=== What is needed ===
Which lines in the data below contain the string "both"? Show each one.

=== Source information ===
- - - - - - -
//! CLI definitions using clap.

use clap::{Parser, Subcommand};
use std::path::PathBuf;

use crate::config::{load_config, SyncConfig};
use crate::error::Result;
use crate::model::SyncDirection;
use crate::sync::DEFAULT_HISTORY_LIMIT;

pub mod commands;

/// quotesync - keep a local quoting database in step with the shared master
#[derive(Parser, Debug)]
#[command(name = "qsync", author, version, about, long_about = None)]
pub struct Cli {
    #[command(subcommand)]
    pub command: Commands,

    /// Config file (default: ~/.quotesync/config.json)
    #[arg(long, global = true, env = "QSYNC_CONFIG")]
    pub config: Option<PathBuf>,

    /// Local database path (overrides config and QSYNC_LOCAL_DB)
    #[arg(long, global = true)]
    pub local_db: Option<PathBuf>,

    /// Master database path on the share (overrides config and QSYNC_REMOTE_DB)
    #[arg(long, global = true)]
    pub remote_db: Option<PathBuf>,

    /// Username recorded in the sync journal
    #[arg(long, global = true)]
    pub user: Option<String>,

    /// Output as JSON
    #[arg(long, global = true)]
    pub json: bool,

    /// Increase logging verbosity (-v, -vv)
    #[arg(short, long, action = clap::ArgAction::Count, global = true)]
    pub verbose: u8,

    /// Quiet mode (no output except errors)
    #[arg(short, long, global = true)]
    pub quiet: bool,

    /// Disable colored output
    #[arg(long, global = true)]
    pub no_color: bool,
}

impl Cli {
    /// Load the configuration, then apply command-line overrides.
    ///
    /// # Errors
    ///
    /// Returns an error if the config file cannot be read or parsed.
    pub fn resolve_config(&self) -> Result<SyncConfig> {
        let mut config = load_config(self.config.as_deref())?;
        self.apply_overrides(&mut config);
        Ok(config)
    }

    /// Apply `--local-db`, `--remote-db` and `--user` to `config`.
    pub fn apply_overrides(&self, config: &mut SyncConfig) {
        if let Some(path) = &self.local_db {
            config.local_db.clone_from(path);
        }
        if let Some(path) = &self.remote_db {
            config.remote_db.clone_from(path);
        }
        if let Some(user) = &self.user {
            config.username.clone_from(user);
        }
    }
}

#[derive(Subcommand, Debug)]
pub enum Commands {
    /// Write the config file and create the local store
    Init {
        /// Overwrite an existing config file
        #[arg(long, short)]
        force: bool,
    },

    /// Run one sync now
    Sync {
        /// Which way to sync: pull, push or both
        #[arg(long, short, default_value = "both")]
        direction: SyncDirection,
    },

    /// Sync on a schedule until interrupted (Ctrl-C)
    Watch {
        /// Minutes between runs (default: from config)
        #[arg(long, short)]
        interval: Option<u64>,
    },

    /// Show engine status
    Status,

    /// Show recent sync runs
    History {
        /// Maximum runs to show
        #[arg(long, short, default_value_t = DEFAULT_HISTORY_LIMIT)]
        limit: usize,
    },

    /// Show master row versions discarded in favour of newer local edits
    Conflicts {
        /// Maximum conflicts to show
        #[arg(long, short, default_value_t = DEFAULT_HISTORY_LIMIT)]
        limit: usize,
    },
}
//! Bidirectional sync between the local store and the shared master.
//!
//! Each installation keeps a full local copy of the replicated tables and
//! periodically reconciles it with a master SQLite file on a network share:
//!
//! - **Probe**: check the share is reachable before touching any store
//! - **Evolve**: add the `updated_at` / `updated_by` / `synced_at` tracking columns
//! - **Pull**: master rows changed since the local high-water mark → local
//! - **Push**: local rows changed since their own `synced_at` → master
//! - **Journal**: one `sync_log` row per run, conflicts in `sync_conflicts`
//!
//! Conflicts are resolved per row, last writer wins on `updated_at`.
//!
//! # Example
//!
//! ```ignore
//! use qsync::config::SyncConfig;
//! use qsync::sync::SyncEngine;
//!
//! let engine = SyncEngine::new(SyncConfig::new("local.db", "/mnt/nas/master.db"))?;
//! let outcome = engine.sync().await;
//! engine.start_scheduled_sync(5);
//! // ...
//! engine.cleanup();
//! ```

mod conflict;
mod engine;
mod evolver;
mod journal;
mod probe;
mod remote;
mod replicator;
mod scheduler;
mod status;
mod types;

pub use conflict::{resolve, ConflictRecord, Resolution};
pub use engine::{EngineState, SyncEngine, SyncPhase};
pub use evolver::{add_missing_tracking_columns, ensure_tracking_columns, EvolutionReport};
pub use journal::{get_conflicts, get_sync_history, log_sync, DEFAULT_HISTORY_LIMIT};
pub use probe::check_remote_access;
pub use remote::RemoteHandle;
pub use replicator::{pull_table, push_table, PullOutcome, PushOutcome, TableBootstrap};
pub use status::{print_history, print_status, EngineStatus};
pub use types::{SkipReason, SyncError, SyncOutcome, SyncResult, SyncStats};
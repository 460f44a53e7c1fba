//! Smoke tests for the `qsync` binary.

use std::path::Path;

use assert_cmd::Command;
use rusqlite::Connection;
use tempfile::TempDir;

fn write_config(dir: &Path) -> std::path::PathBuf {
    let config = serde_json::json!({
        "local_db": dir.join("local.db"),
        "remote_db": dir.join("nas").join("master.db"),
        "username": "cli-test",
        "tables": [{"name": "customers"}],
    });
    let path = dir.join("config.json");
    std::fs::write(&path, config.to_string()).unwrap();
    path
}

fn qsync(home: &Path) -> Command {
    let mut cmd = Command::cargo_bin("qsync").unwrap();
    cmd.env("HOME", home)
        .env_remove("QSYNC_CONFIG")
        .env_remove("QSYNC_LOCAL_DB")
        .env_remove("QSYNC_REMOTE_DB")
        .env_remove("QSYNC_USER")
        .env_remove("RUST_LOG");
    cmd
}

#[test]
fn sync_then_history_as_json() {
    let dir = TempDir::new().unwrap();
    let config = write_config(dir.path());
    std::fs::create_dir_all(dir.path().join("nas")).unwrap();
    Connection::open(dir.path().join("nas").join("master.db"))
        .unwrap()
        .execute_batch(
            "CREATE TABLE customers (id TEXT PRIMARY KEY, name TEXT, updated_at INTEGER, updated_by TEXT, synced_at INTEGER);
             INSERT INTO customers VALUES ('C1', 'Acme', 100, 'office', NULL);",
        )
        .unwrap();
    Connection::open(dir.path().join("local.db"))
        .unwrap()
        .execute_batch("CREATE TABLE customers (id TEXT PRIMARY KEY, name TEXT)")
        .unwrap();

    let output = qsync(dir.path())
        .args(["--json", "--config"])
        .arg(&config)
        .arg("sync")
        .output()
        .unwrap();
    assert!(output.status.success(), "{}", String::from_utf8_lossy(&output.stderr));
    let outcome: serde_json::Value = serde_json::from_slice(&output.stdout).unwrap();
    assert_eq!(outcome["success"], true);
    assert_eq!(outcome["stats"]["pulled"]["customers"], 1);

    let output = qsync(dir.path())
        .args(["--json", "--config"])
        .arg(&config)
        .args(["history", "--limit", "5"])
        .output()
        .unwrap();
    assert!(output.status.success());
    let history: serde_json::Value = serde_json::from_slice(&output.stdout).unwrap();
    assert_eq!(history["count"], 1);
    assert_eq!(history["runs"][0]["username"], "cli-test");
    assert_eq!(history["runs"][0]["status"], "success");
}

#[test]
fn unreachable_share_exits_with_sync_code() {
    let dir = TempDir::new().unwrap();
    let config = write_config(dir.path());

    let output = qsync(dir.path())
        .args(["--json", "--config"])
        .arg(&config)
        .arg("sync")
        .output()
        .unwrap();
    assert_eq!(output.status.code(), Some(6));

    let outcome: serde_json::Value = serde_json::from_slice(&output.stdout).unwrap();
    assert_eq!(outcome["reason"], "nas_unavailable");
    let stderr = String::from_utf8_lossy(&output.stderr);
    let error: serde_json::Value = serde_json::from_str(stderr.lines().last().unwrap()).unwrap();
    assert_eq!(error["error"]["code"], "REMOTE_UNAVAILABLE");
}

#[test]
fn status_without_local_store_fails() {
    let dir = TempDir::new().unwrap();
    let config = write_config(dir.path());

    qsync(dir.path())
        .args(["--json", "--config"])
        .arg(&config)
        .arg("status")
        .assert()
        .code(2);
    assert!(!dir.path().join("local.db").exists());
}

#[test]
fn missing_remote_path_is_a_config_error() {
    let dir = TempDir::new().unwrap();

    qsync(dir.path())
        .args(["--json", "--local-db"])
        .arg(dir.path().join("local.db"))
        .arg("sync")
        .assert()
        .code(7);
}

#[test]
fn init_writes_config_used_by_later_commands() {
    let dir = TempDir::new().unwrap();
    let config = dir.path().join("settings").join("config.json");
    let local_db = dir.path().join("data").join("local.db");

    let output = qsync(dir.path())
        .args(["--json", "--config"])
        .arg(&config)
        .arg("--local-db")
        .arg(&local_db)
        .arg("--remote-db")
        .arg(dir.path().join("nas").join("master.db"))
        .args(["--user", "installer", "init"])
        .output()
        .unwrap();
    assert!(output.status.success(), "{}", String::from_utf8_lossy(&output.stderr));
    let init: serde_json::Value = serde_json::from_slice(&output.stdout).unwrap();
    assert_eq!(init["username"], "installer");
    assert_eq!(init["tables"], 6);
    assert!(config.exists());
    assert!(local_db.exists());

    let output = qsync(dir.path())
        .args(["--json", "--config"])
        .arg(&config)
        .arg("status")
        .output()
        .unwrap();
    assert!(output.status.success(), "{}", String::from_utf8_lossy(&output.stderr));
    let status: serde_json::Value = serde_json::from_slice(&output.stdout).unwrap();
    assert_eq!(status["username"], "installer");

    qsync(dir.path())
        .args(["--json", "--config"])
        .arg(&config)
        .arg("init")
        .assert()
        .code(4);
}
- - - - - - -
=== Solution to this problem ===
        /// Which way to sync: pull, push or both
        #[arg(long, short, default_value = "both")]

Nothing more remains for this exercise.